At the company I work for we have several different custom HTTP servers,
and we saw huge performance gains when we started grouping the types of
I/O according to size and acting on them differently. For example, in the
hundreds of megabytes (or even half a megabyte) cases, it's likely that
the data you're writing is coming off the disk. Our servers primarily run
on Linux, so we created a tiny C extension module that calls the sendfile
API and in cases where there's a large chunk of data coming off disk we
call sendfile so that the data never even makes it to Python (or our
process memory space, for that matter). On platforms without a sendfile C
API the call gets routed to a simulated sendfile (all Python) instead.

Anyway, with sendfile we hit some crazy performance levels - a PII (<500
MHz)  easily sustains 300 Mbps throughput for example for hundreds of
simultaneous DSL-like connections, and a PIII (~900 MHz) has passed 1.5
Gbps over the loopback adapter.

For our work, it's quite unlikely that we _ever_ send out 1 byte of
anything, but we do see lots of cases (like building HTTP response
headers) where there's lots of little chunks. In those situations we build
up a list of little strings, ''.join() them, and send them out as one
chunk.

One idea we've considered but not pursued is using the buffer() objects to
avoid the send-a-piece-then-copy-the-substring problem you identified.
We haven't gone down that path too far yet because sendfile has helped
immensely and we maintain our outgoing queues as lists of strings that we
keep as a list until right before sending, at which time we combine enough
of them to create a string large enough to fill the output buffer of the
socket, but (hopefully) not too much more.

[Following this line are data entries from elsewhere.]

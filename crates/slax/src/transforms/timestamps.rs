//! ⏰ Timestamp parsing: three dialects in, UTC out.
//!
//! - RFC 3339 (`2025-03-01T10:00:00Z`, `2025-03-01T10:00:00+05:30`)
//! - Jira's colon-less offsets (`2025-03-01T10:00:00.000+0000`)
//! - bare dates (`2025-03-01`), read as midnight UTC
//!
//! Anything else is `None`. Malformed means absent, not fatal.

use chrono::{DateTime, NaiveDate, Utc};
use serde_json::Value;

const JIRA_FORMAT: &str = "%Y-%m-%dT%H:%M:%S%.f%z";
const DATE_FORMAT: &str = "%Y-%m-%d";

pub fn parse_instant(raw: &str) -> Option<DateTime<Utc>> {
    let raw = raw.trim();
    if raw.is_empty() {
        return None;
    }
    if let Ok(parsed) = DateTime::parse_from_rfc3339(raw) {
        return Some(parsed.with_timezone(&Utc));
    }
    if let Ok(parsed) = DateTime::parse_from_str(raw, JIRA_FORMAT) {
        return Some(parsed.with_timezone(&Utc));
    }
    NaiveDate::parse_from_str(raw, DATE_FORMAT)
        .ok()
        .and_then(|date| date.and_hms_opt(0, 0, 0))
        .map(|midnight| midnight.and_utc())
}

/// 🔍 A JSON string holding a timestamp, or `None` for anything else (null, numbers, objects).
pub fn instant_from_value(value: Option<&Value>) -> Option<DateTime<Utc>> {
    value.and_then(Value::as_str).and_then(parse_instant)
}

/// 🔢 Milliseconds since the Unix epoch, as Jira's SLA payloads sometimes spell it.
pub fn instant_from_epoch_millis(value: Option<&Value>) -> Option<DateTime<Utc>> {
    value
        .and_then(Value::as_i64)
        .and_then(DateTime::from_timestamp_millis)
}

#[cfg(test)]
mod tests {
    use super::*;
    use chrono::TimeZone;
    use serde_json::json;

    #[test]
    fn the_one_where_all_three_dialects_land_on_the_same_clock() {
        let expected = Utc.with_ymd_and_hms(2025, 3, 1, 10, 0, 0).unwrap();
        assert_eq!(parse_instant("2025-03-01T10:00:00Z"), Some(expected));
        assert_eq!(parse_instant("2025-03-01T10:00:00.000+0000"), Some(expected));
        assert_eq!(parse_instant("2025-03-01T15:30:00.000+0530"), Some(expected));
        assert_eq!(parse_instant("2025-03-01T11:00:00+01:00"), Some(expected));
        assert_eq!(
            parse_instant("2025-03-01"),
            Some(Utc.with_ymd_and_hms(2025, 3, 1, 0, 0, 0).unwrap())
        );
    }

    #[test]
    fn the_one_where_garbage_is_simply_absent() {
        for garbage in ["", "   ", "yesterday", "2025-13-45", "01/03/2025"] {
            assert_eq!(parse_instant(garbage), None, "{garbage:?}");
        }
        assert_eq!(instant_from_value(Some(&json!(42))), None);
        assert_eq!(instant_from_value(Some(&Value::Null)), None);
        assert_eq!(instant_from_value(None), None);
    }

    #[test]
    fn the_one_where_epoch_millis_count_too() {
        assert_eq!(
            instant_from_epoch_millis(Some(&json!(1_735_725_600_000_i64))),
            Some(Utc.with_ymd_and_hms(2025, 1, 1, 10, 0, 0).unwrap())
        );
        assert_eq!(instant_from_epoch_millis(Some(&json!("soon"))), None);
    }
}
//! # 📡 THE JIRA BACKEND
//!
//! 🎬 COLD OPEN: INT. STANDUP MEETING. 9:01 AM.
//!
//! "How many tickets breached overnight?" asks the manager. Nobody knows. Somebody opens
//! Jira. The spinner spins. The filter loads. The filter is wrong. The filter is fixed.
//! It is now 9:14 AM and standup was supposed to take ten minutes.
//!
//! 🚀 This module asks Jira the question so nobody has to click through it again:
//! - `POST /rest/api/3/search/jql` with `{"jql", "fields", "maxResults"}` for searches
//! - `GET /rest/api/3/issue/{KEY}?fields=...` for single lookups
//!
//! 🔒 Basic auth: user email + API token. No OAuth dance, no token refresh. Bring your own.
//!
//! 🔄 This module does not retry. Retries are the fetcher's problem. Good luck, fetcher.
//! 🦆

use std::time::Duration;

use anyhow::Context;
use async_trait::async_trait;
use serde_json::Value;
use tracing::{debug, trace};

use crate::app_config::TicketingConfig;
use crate::backends::{SearchRequest, TicketingSource, join_url, send_for_json};
use crate::error::{FetchError, FetchResult};
use crate::ticket_key::TicketKey;

const SEARCH_PATH: &str = "rest/api/3/search/jql";
const ISSUE_PATH: &str = "rest/api/3/issue";

/// 🎟️ A thin, honest HTTP client for one Jira instance.
#[derive(Debug, Clone)]
pub struct JiraClient {
    // 📡 reused across requests, because a new client per request is buying a new car per grocery run
    client: reqwest::Client,
    base_url: String,
    user_email: Option<String>,
    api_token: Option<String>,
}

impl JiraClient {
    /// 🚀 Build the client. 10s to connect, `timeout_secs` for the whole exchange.
    ///
    /// No connectivity ping here: the first search finds out soon enough, and a dead Jira
    /// should degrade the report, not prevent the process from starting.
    pub fn new(config: &TicketingConfig) -> anyhow::Result<Self> {
        let client = reqwest::Client::builder()
            .connect_timeout(Duration::from_secs(10))
            .timeout(Duration::from_secs(config.timeout_secs))
            .build()
            .context("💀 The HTTP client refused to be born. Probably a missing TLS cert or a cursed system OpenSSL. Either way: no Jira today.")?;

        Ok(Self {
            client,
            base_url: config.base_url.clone(),
            user_email: config.user_email.clone(),
            api_token: config.api_token.clone(),
        })
    }

    pub fn base_url(&self) -> &str {
        &self.base_url
    }

    // 🔒 basic auth only when a user is configured. Anonymous Jira exists. Somewhere. Allegedly.
    fn authorize(&self, request: reqwest::RequestBuilder) -> reqwest::RequestBuilder {
        match self.user_email {
            Some(ref user) => request.basic_auth(user, self.api_token.as_ref()),
            None => request,
        }
    }
}

#[async_trait]
impl TicketingSource for JiraClient {
    async fn search(&self, request: &SearchRequest) -> FetchResult<Value> {
        let url = join_url(&self.base_url, SEARCH_PATH)?;
        let body = serde_json::to_string(request).map_err(|source| FetchError::Decode {
            url: url.to_string(),
            source,
        })?;
        trace!("📡 POST {} jql={:?}", url, request.jql);

        let http = self
            .client
            .post(url.clone())
            .header(reqwest::header::ACCEPT, "application/json")
            .header(reqwest::header::CONTENT_TYPE, "application/json")
            .body(body);
        let page = send_for_json(self.authorize(http), url.as_str()).await?;

        let count = page.get("issues").and_then(Value::as_array).map_or(0, Vec::len);
        debug!("✅ Jira search returned {} issue(s)", count);
        Ok(page)
    }

    async fn get_one(&self, key: &TicketKey, fields: &[&str]) -> FetchResult<Value> {
        let mut url = join_url(&self.base_url, &format!("{ISSUE_PATH}/{key}"))?;
        if !fields.is_empty() {
            url.query_pairs_mut().append_pair("fields", &fields.join(","));
        }
        trace!("📡 GET {}", url);

        let http = self
            .client
            .get(url.clone())
            .header(reqwest::header::ACCEPT, "application/json");
        send_for_json(self.authorize(http), url.as_str())
            .await
            .map_err(|err| match err {
                // 🚫 a 404 on a single issue has exactly one meaning
                FetchError::Http { status: 404, .. } => FetchError::NotFound(key.to_string()),
                other => other,
            })
    }
}
//! Random sources for shuffling, cutting and random insertion.
//!
//! ## Key Features
//!
//! - **Pluggable**: every deck operation that needs randomness takes a
//!   [`RandomSource`], and every `rand::RngCore` is one
//! - **Deterministic**: [`DeckRng`] with the same seed produces the same
//!   sequence, so shuffles are reproducible
//! - **Forkable**: independent branches for dealing several tables from one seed
//! - **Checkpointable**: O(1) state capture and restore
//!
//! ## Usage
//!
//! ```
//! use rust_deck::core::{DeckRng, RandomSource};
//!
//! let mut rng = DeckRng::new(42);
//! let mut again = DeckRng::new(42);
//!
//! // Same seed, same draws.
//! assert_eq!(rng.next_index(0, 52), again.next_index(0, 52));
//!
//! // A fork is a different but deterministic stream.
//! let mut table = rng.fork();
//! assert!(table.next_index(0, 52) < 52);
//! ```

use rand::{Rng, RngCore, SeedableRng};
use rand_chacha::ChaCha8Rng;
use serde::{Deserialize, Serialize};

/// A uniform random integer generator.
///
/// Implemented for every [`RngCore`], so `rand::thread_rng()`, [`DeckRng`]
/// or any caller-supplied generator can drive deck operations. Test doubles
/// that do not implement `RngCore` can implement this trait directly.
pub trait RandomSource {
    /// Draw an index uniformly from `[low, high)`.
    ///
    /// Callers guarantee `low < high`.
    fn next_index(&mut self, low: usize, high: usize) -> usize;
}

impl<R: RngCore> RandomSource for R {
    fn next_index(&mut self, low: usize, high: usize) -> usize {
        self.gen_range(low..high)
    }
}

/// Seedable deterministic RNG used for reproducible deck operations.
///
/// Uses ChaCha8 for speed while keeping high quality randomness.
#[derive(Clone, Debug)]
pub struct DeckRng {
    inner: ChaCha8Rng,
    seed: u64,
    fork_counter: u64,
}

impl DeckRng {
    /// Create a new RNG with the given seed.
    #[must_use]
    pub fn new(seed: u64) -> Self {
        Self {
            inner: ChaCha8Rng::seed_from_u64(seed),
            seed,
            fork_counter: 0,
        }
    }

    /// Create an RNG seeded from operating system entropy.
    ///
    /// The chosen seed is still recorded, so [`DeckRng::seed`] can be logged
    /// to replay a session.
    #[must_use]
    pub fn from_entropy() -> Self {
        let seed = rand::thread_rng().next_u64();
        log::trace!("seeding deck rng from entropy: {seed}");
        Self::new(seed)
    }

    /// The seed this generator was created from.
    #[must_use]
    pub fn seed(&self) -> u64 {
        self.seed
    }

    /// Fork this RNG to create an independent branch.
    ///
    /// Each fork produces a different but deterministic sequence.
    #[must_use]
    pub fn fork(&mut self) -> Self {
        self.fork_counter += 1;
        let fork_seed = self
            .seed
            .wrapping_add(self.fork_counter.wrapping_mul(0x9E37_79B9_7F4A_7C15));
        Self::new(fork_seed)
    }

    /// Get the current state for checkpointing.
    #[must_use]
    pub fn state(&self) -> DeckRngState {
        DeckRngState {
            seed: self.seed,
            word_pos: self.inner.get_word_pos(),
            fork_counter: self.fork_counter,
        }
    }

    /// Restore from a saved state.
    #[must_use]
    pub fn from_state(state: &DeckRngState) -> Self {
        let mut inner = ChaCha8Rng::seed_from_u64(state.seed);
        inner.set_word_pos(state.word_pos);
        Self {
            inner,
            seed: state.seed,
            fork_counter: state.fork_counter,
        }
    }
}

impl RngCore for DeckRng {
    fn next_u32(&mut self) -> u32 {
        self.inner.next_u32()
    }

    fn next_u64(&mut self) -> u64 {
        self.inner.next_u64()
    }

    fn fill_bytes(&mut self, dest: &mut [u8]) {
        self.inner.fill_bytes(dest);
    }

    fn try_fill_bytes(&mut self, dest: &mut [u8]) -> Result<(), rand::Error> {
        self.inner.try_fill_bytes(dest)
    }
}

/// Serializable RNG state.
///
/// Uses the ChaCha8 word position, so capture is O(1) regardless of how many
/// numbers have been drawn.
#[derive(Clone, Debug, PartialEq, Eq, Serialize, Deserialize)]
pub struct DeckRngState {
    /// Original seed
    pub seed: u64,
    /// ChaCha8 word position (128-bit counter)
    pub word_pos: u128,
    /// Fork counter for deterministic branching
    pub fork_counter: u64,
}
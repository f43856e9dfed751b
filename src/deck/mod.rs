//! Decks and the operations that move items between them.
//!
//! ## Key Types
//!
//! - `Deck<T>`: ordered pile, bottom at index 0, top at the last index
//! - `DeckGroup<T>`: an ordered list of decks
//! - `DeckEnd`: top or bottom, for group operations
//! - `ListenerId`: handle for an "became empty" subscription
//!
//! ## Conservation
//!
//! Cutting, splitting, dealing, separating, joining and distributing only
//! move items. The total count across the decks involved never changes
//! unless items are explicitly discarded (`truncate`) or taken out.

pub mod group;
pub mod listeners;
pub mod pile;

pub use group::{
    distribute, distribute_to_bottom, distribute_to_top, join, take_round,
    take_round_from_bottom, take_round_from_top, total_len, DeckEnd,
};
pub use listeners::{EmptyCallback, EmptyListeners, ListenerId};
pub use pile::{Deck, DeckGroup};
//! Shared fixtures: a plain French-suited card used only by tests.

#![allow(dead_code)]

use rust_deck::Deck;

#[derive(Clone, Copy, Debug, PartialEq, Eq, Hash, PartialOrd, Ord)]
pub enum Suit {
    Diamonds,
    Hearts,
    Clubs,
    Spades,
}

impl Suit {
    pub const ALL: [Suit; 4] = [Suit::Diamonds, Suit::Hearts, Suit::Clubs, Suit::Spades];
}

#[derive(Clone, Copy, Debug, PartialEq, Eq, Hash, PartialOrd, Ord)]
pub struct Card {
    /// 1 (ace) through 13 (king).
    pub value: u8,
    pub suit: Suit,
}

impl Card {
    pub fn new(value: u8, suit: Suit) -> Self {
        Self { value, suit }
    }
}

/// 52 cards, suit by suit, ace to king within each suit.
pub fn full_deck() -> Deck<Card> {
    Suit::ALL
        .iter()
        .flat_map(|&suit| (1..=13).map(move |value| Card::new(value, suit)))
        .collect()
}

pub fn init_logging() {
    let _ = env_logger::builder().is_test(true).try_init();
}
impl<T> Deck<T> {
    /// Create an empty deck.
    #[must_use]
    pub fn new() -> Self {
        Self {
            items: VecDeque::new(),
            listeners: EmptyListeners::new(),
        }
    }

    /// Create an empty deck with room for `capacity` items.
    #[must_use]
    pub fn with_capacity(capacity: usize) -> Self {
        Self {
            items: VecDeque::with_capacity(capacity),
            listeners: EmptyListeners::new(),
        }
    }

    /// Create an empty deck as described by `config`.
    pub fn with_config(config: &DeckConfig) -> Result<Self> {
        config.validate()?;
        Ok(Self::with_capacity(config.initial_capacity))
    }

    /// Number of items in the deck.
    #[must_use]
    pub fn len(&self) -> usize {
        self.items.len()
    }

    /// Check if the deck holds no items.
    #[must_use]
    pub fn is_empty(&self) -> bool {
        self.items.is_empty()
    }

    // =========================================================================
    // Empty notification
    // =========================================================================

    /// Subscribe to the "became empty" notification.
    ///
    /// The callback runs synchronously each time a removal takes the deck from
    /// non-empty to empty. Removals on an already empty deck do not run it.
    pub fn on_empty<F>(&mut self, callback: F) -> ListenerId
    where
        F: FnMut() + Send + 'static,
    {
        self.listeners.subscribe(callback)
    }

    /// Unsubscribe a callback. Returns `false` if the ID was unknown.
    pub fn remove_listener(&mut self, id: ListenerId) -> bool {
        self.listeners.unsubscribe(id)
    }

    /// Fire the empty notification if a removal just drained the deck.
    fn notify_if_drained(&mut self, was_non_empty: bool) {
        if was_non_empty && self.items.is_empty() {
            self.listeners.notify();
        }
    }

    // =========================================================================
    // Ends
    // =========================================================================

    /// The top item, or `None` if the deck is empty.
    #[must_use]
    pub fn top(&self) -> Option<&T> {
        self.items.back()
    }

    /// The bottom item, or `None` if the deck is empty.
    #[must_use]
    pub fn bottom(&self) -> Option<&T> {
        self.items.front()
    }

    /// Put an item on top.
    pub fn add_to_top(&mut self, item: T) -> &mut Self {
        self.items.push_back(item);
        self
    }

    /// Put an item at the bottom.
    pub fn add_to_bottom(&mut self, item: T) -> &mut Self {
        self.items.push_front(item);
        self
    }

    /// Remove and return the top item, or `None` if the deck is empty.
    pub fn take_from_top(&mut self) -> Option<T> {
        let item = self.items.pop_back()?;
        self.notify_if_drained(true);
        Some(item)
    }

    /// Remove and return the bottom item, or `None` if the deck is empty.
    pub fn take_from_bottom(&mut self) -> Option<T> {
        let item = self.items.pop_front()?;
        self.notify_if_drained(true);
        Some(item)
    }

    /// Move every item of `other` on top of this deck.
    ///
    /// `other` keeps its internal order and ends empty.
    pub fn add_deck_to_top(&mut self, other: &mut Deck<T>) -> &mut Self {
        let was_non_empty = !other.items.is_empty();
        self.items.append(&mut other.items);
        other.notify_if_drained(was_non_empty);
        self
    }

    /// Move every item of `other` under the bottom of this deck.
    ///
    /// `other` keeps its internal order and ends empty.
    pub fn add_deck_to_bottom(&mut self, other: &mut Deck<T>) -> &mut Self {
        let was_non_empty = !other.items.is_empty();
        let mut merged = std::mem::take(&mut other.items);
        merged.append(&mut self.items);
        self.items = merged;
        other.notify_if_drained(was_non_empty);
        self
    }

    // =========================================================================
    // Positions
    // =========================================================================

    /// Resolve a possibly negative index into `[0, len)`.
    fn normalize(&self, index: isize) -> Result<usize> {
        let len = self.items.len();
        let resolved = if index < 0 {
            len.checked_sub(index.unsigned_abs())
        } else {
            Some(index.unsigned_abs())
        };

        match resolved {
            Some(i) if i < len => Ok(i),
            _ => Err(DeckError::IndexOutOfRange { index, len }),
        }
    }

    /// Item at `index`; `-1` is the top.
    pub fn get(&self, index: isize) -> Result<&T> {
        let i = self.normalize(index)?;
        Ok(&self.items[i])
    }

    /// Mutable item at `index`; `-1` is the top.
    pub fn get_mut(&mut self, index: isize) -> Result<&mut T> {
        let i = self.normalize(index)?;
        Ok(&mut self.items[i])
    }

    /// Replace the item at `index`; `-1` is the top.
    pub fn set(&mut self, index: isize, item: T) -> Result<&mut Self> {
        let i = self.normalize(index)?;
        self.items[i] = item;
        Ok(self)
    }

    /// Remove and return the item at `index`.
    ///
    /// An empty deck yields `Ok(None)` whatever the index. On a non-empty deck
    /// an index outside the deck is an error.
    pub fn remove_at(&mut self, index: isize) -> Result<Option<T>> {
        if self.items.is_empty() {
            return Ok(None);
        }
        let i = self.normalize(index)?;
        let item = self.items.remove(i);
        self.notify_if_drained(true);
        Ok(item)
    }

    /// Remove the first item equal to `item`, searching from the bottom.
    pub fn remove_item(&mut self, item: &T) -> Option<T>
    where
        T: PartialEq,
    {
        let pos = self.items.iter().position(|x| x == item)?;
        let removed = self.items.remove(pos);
        self.notify_if_drained(true);
        removed
    }

    /// Check if the deck holds an item equal to `item`.
    #[must_use]
    pub fn contains(&self, item: &T) -> bool
    where
        T: PartialEq,
    {
        self.items.contains(item)
    }

    /// Discard every item above the first `len`.
    pub fn truncate(&mut self, len: usize) -> &mut Self {
        let was_non_empty = !self.items.is_empty();
        self.items.truncate(len);
        self.notify_if_drained(was_non_empty);
        self
    }

    /// Reverse the deck in place.
    pub fn reverse(&mut self) -> &mut Self {
        self.items.make_contiguous().reverse();
        self
    }

    // =========================================================================
    // Randomized operations
    // =========================================================================

    /// Shuffle in place.
    ///
    /// Sweeps left to right; position `i` swaps with an index drawn from
    /// `[i, len)`. The same source state always yields the same permutation.
    pub fn shuffle<R>(&mut self, rng: &mut R) -> &mut Self
    where
        R: RandomSource + ?Sized,
    {
        let n = self.items.len();
        log::trace!("shuffling {n} items");
        for i in 0..n {
            let j = rng.next_index(i, n);
            self.items.swap(i, j);
        }
        self
    }

    /// Shuffle with a fresh [`DeckRng`] seeded from `seed`.
    pub fn shuffle_seeded(&mut self, seed: u64) -> &mut Self {
        self.shuffle(&mut DeckRng::new(seed))
    }

    /// Shuffle with the thread-local unseeded generator.
    pub fn shuffle_unseeded(&mut self) -> &mut Self {
        self.shuffle(&mut rand::thread_rng())
    }

    /// Insert `item` at a uniformly random position in `[start, start + length)`.
    ///
    /// Positions are insertion points, so `len()` (on top) is a valid
    /// position. `length` defaults to every point from `start` up to the top.
    pub fn insert_randomly<R>(
        &mut self,
        rng: &mut R,
        item: T,
        start: usize,
        length: Option<usize>,
    ) -> Result<&mut Self>
    where
        R: RandomSource + ?Sized,
    {
        let slots = self.items.len() + 1;
        if start >= slots {
            return Err(DeckError::InvalidArgument(
                "insertion start is above the top of the deck",
            ));
        }

        let length = length.unwrap_or(slots - start);
        if length == 0 {
            return Err(DeckError::InvalidArgument("insertion range is empty"));
        }

        let end = start
            .checked_add(length)
            .filter(|&end| end <= slots)
            .ok_or(DeckError::InvalidArgument(
                "insertion range extends above the top of the deck",
            ))?;

        let pos = rng.next_index(start, end);
        self.items.insert(pos, item);
        Ok(self)
    }

    /// [`insert_randomly`](Self::insert_randomly) with a seeded [`DeckRng`].
    pub fn insert_randomly_seeded(
        &mut self,
        seed: u64,
        item: T,
        start: usize,
        length: Option<usize>,
    ) -> Result<&mut Self> {
        self.insert_randomly(&mut DeckRng::new(seed), item, start, length)
    }

    /// [`insert_randomly`](Self::insert_randomly) with the thread-local generator.
    pub fn insert_randomly_unseeded(
        &mut self,
        item: T,
        start: usize,
        length: Option<usize>,
    ) -> Result<&mut Self> {
        self.insert_randomly(&mut rand::thread_rng(), item, start, length)
    }

    // =========================================================================
    // Cutting, splitting, dealing
    // =========================================================================

    /// Remove the top `n` items as one block, keeping their order.
    pub fn cut(&mut self, n: usize) -> Result<Deck<T>> {
        let available = self.items.len();
        if n > available {
            return Err(DeckError::InsufficientItems {
                requested: n,
                available,
            });
        }
        Ok(self.cut_unchecked(n))
    }

    fn cut_unchecked(&mut self, n: usize) -> Deck<T> {
        let len = self.items.len();
        log::trace!("cutting {n} of {len} items");
        let block = self.items.split_off(len - n);
        self.notify_if_drained(len > 0);
        Deck::from(block)
    }

    /// Cut a uniformly random number of items in `[0, len]`.
    pub fn cut_randomly<R>(&mut self, rng: &mut R) -> Deck<T>
    where
        R: RandomSource + ?Sized,
    {
        let n = rng.next_index(0, self.items.len() + 1);
        self.cut_unchecked(n)
    }

    /// [`cut_randomly`](Self::cut_randomly) with a seeded [`DeckRng`].
    pub fn cut_randomly_seeded(&mut self, seed: u64) -> Deck<T> {
        self.cut_randomly(&mut DeckRng::new(seed))
    }

    /// [`cut_randomly`](Self::cut_randomly) with the thread-local generator.
    pub fn cut_randomly_unseeded(&mut self) -> Deck<T> {
        self.cut_randomly(&mut rand::thread_rng())
    }

    /// Split the deck into `stacks` contiguous decks, draining it.
    ///
    /// Stacks are taken from the bottom up. Stack `i` receives
    /// `(len + stacks - i - 1) / stacks` items, so sizes differ by at most
    /// one and earlier stacks take the remainder.
    pub fn split(&mut self, stacks: usize) -> Result<DeckGroup<T>> {
        if stacks == 0 {
            return Err(DeckError::InvalidArgument("split needs at least one stack"));
        }

        let total = self.items.len();
        log::trace!("splitting {total} items into {stacks} stacks");

        let mut result = Vec::with_capacity(stacks);
        for i in 0..stacks {
            let size = (total + stacks - i - 1) / stacks;
            let rest = self.items.split_off(size);
            let chunk = std::mem::replace(&mut self.items, rest);
            result.push(Deck::from(chunk));
        }

        self.notify_if_drained(total > 0);
        Ok(result)
    }

    /// Deal from the top, one item at a time, round-robin across `hands`.
    ///
    /// Stops when the deck is empty or `hands.len() * max_per_hand` items
    /// have been dealt. `None` means no per-hand limit.
    pub fn deal(
        &mut self,
        hands: &mut [Deck<T>],
        max_per_hand: Option<usize>,
    ) -> Result<&mut Self> {
        if hands.is_empty() {
            return Err(DeckError::InvalidArgument("deal needs at least one hand"));
        }

        let limit = max_per_hand.map_or(usize::MAX, |max| max.saturating_mul(hands.len()));
        let mut dealt = 0;
        while dealt < limit {
            let Some(item) = self.take_from_top() else {
                break;
            };
            hands[dealt % hands.len()].add_to_top(item);
            dealt += 1;
        }

        log::trace!("dealt {dealt} items to {} hands", hands.len());
        Ok(self)
    }

    /// Deal into `num_hands` new hands and return them.
    pub fn deal_hands(
        &mut self,
        num_hands: usize,
        max_per_hand: Option<usize>,
    ) -> Result<DeckGroup<T>> {
        if num_hands == 0 {
            return Err(DeckError::InvalidArgument("deal needs at least one hand"));
        }

        let mut hands: DeckGroup<T> = (0..num_hands).map(|_| Deck::new()).collect();
        self.deal(&mut hands, max_per_hand)?;
        Ok(hands)
    }

    /// Move every item matching `predicate` into a new deck.
    ///
    /// Both this deck and the returned one keep their relative order.
    pub fn separate<F>(&mut self, mut predicate: F) -> Deck<T>
    where
        F: FnMut(&T) -> bool,
    {
        let was_non_empty = !self.items.is_empty();
        let mut kept = VecDeque::with_capacity(self.items.len());
        let mut matched = VecDeque::new();

        for item in self.items.drain(..) {
            if predicate(&item) {
                matched.push_back(item);
            } else {
                kept.push_back(item);
            }
        }

        self.items = kept;
        self.notify_if_drained(was_non_empty);
        Deck::from(matched)
    }

    // =========================================================================
    // Copies and views
    // =========================================================================

    /// Independent copy of the items. Listeners are not copied.
    #[must_use]
    pub fn duplicate(&self) -> Deck<T>
    where
        T: Clone,
    {
        Deck::from(self.items.clone())
    }

    /// Iterate bottom to top.
    pub fn iter(&self) -> std::collections::vec_deque::Iter<'_, T> {
        self.items.iter()
    }

    /// Iterate bottom to top, mutably.
    pub fn iter_mut(&mut self) -> std::collections::vec_deque::IterMut<'_, T> {
        self.items.iter_mut()
    }

    /// Copy the items into a `Vec`, bottom first.
    #[must_use]
    pub fn to_vec(&self) -> Vec<T>
    where
        T: Clone,
    {
        self.items.iter().cloned().collect()
    }

    /// Consume the deck into a `Vec`, bottom first.
    #[must_use]
    pub fn into_vec(self) -> Vec<T> {
        self.items.into()
    }
}
use rust_deck::{join, Deck, DeckRng};

criterion::criterion_main!(benches);
criterion::criterion_group! {
    name = benches;
    config = criterion::Criterion::default()
        .without_plots()
        .noise_threshold(3.0)
        .sample_size(20)
        .measurement_time(std::time::Duration::from_secs(1));
    targets =
        shuffling_full_deck,
        splitting_and_joining,
        dealing_four_hands,
        cutting_and_restacking,
}

fn fresh() -> Deck<u32> {
    (0..52).collect()
}

fn shuffling_full_deck(c: &mut criterion::Criterion) {
    let mut rng = DeckRng::new(42);
    let mut deck = fresh();
    c.bench_function("shuffle a 52-item Deck", |b| {
        b.iter(|| {
            deck.shuffle(&mut rng);
        })
    });
}

fn splitting_and_joining(c: &mut criterion::Criterion) {
    c.bench_function("split a 52-item Deck into 4 and join", |b| {
        b.iter_batched(
            fresh,
            |mut deck| join(deck.split(4).unwrap_or_default()),
            criterion::BatchSize::SmallInput,
        )
    });
}

fn dealing_four_hands(c: &mut criterion::Criterion) {
    c.bench_function("deal a 52-item Deck to 4 hands", |b| {
        b.iter_batched(
            fresh,
            |mut deck| deck.deal_hands(4, None).map(|hands| hands.len()),
            criterion::BatchSize::SmallInput,
        )
    });
}

fn cutting_and_restacking(c: &mut criterion::Criterion) {
    let mut deck = fresh();
    c.bench_function("cut 26 and restack", |b| {
        b.iter(|| {
            if let Ok(mut cut) = deck.cut(26) {
                deck.add_deck_to_bottom(&mut cut);
            }
        })
    });
}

One other thing: we stopped using asyncore/asynchat early on because it
was too low level and too slow for what we needed (although it works fine
for many other uses). We rolled our own asynch. socket framework and in
the process got to make something that works particularly well for HTTP
traffic.

> Now for recv operations on non-blocking sockets.

The recv side of things has always been slow (relatively speaking) for us,
second only to proxying (which, of course, relies directly on our recv
code), so I'd be really interested in any insights you have here!

> Assume that I want to read a known number of bytes (total_recv_size)
> from a socket and assemble the result as a Python string called
> self.data (again, think anywhere from 1 to hundreds of megabytes of
> data).

Again, though, the approach to how you read the data can benefit if you
can give hints on what you'll do with it.

For example, when we're proxying between two sockets we leave the data in
a list of chunks because our sending code can use it in that form anyway.
When we're receiving an upload, we don't really want a buffer the size of
the entire upload in memory anyway because we're going to be tossing the
data to disk.

Still though, I do wish there was a better way to do the receives because
even with leaving the data in a chunked list our proxying is slow and the
primary bottleneck appears to be the recv side of things.

>   self.data = []
> ...
>   # following code runs when socket is read-ready
>   recv_size = 64*1024 # for example
>   data = self.socket.recv(recv_size)
>   self.data.append(data)
> ...
>   self.data = ''.join(self.data)

This is the approach we use, except that we never do the final ''.join
(well, our framework doesn't, the application might if it makes sense)
because as a list the data is in suitable form for writing to disk or
handing off to the send code.

> Have I overlooked any better approaches?

Please let me know when you discover the magic solution. I'd sure like to
know what it is. :)

-Dave